Die kirchlichen Heime in der Nachkriegszeit hatten das Ziel, Kindern und Jugendlichen zu helfen. Sie boten eine Unterstützung, die damals sonst kaum von anderen Einrichtungen angeboten wurde. Viele der ehemaligen Heimkinder sind dankbar für diese Hilfe, die sie in diesen Heimen erfahren haben.

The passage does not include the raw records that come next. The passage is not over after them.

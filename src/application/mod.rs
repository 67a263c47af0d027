//! Application layer services implementing the fetch pipeline.
//!
//! Services consume the cache trait and the fetch client and hand handlers a
//! normalized payload together with its caching metadata.
//!
//! # Available Services
//!
//! - [`services::CountriesService`] - Country metadata
//! - [`services::FxService`] - Exchange rates with provider fallback
//! - [`services::TradeService`] - Comtrade statistics with credential fallback
//! - [`services::TaricService`] - TARIC consultation links
//! - [`services::ViesService`] - VAT number validation
//! - [`services::WeatherService`] - Current weather

pub mod services;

In diesen Heimen hat es offenbar auch einzelne Mitarbeitende gegeben, die körperliche Gewalt bzw. Züchtigung als Mittel der Erziehung über das damals Übliche hinaus eingesetzt haben. Es ist nicht auszuschließen, dass es hier zu Fehlverhalten einiger Erzieherinnen oder Erzieher gekommen ist. Diese Fälle müssen – soweit noch feststellbar – aufgearbeitet werden. Wenn solche Gewalt stattgefunden hat, ist sie nicht zu entschuldigen. So weit es möglich ist, wird jeder Einzelfall mit der nötigen Sorgfalt und Sensibilität von der jeweiligen Einrichtung gemeinsam mit den betroffenen Personen aufgeklärt.
2.) In wie vielen Fällen haben sich bisher ehemalige Heimkinder mit der Bitte um Aufarbeitung, Entschuldigung oder mit der Forderung nach Entschädigung an die Katholische Kirche gewandt?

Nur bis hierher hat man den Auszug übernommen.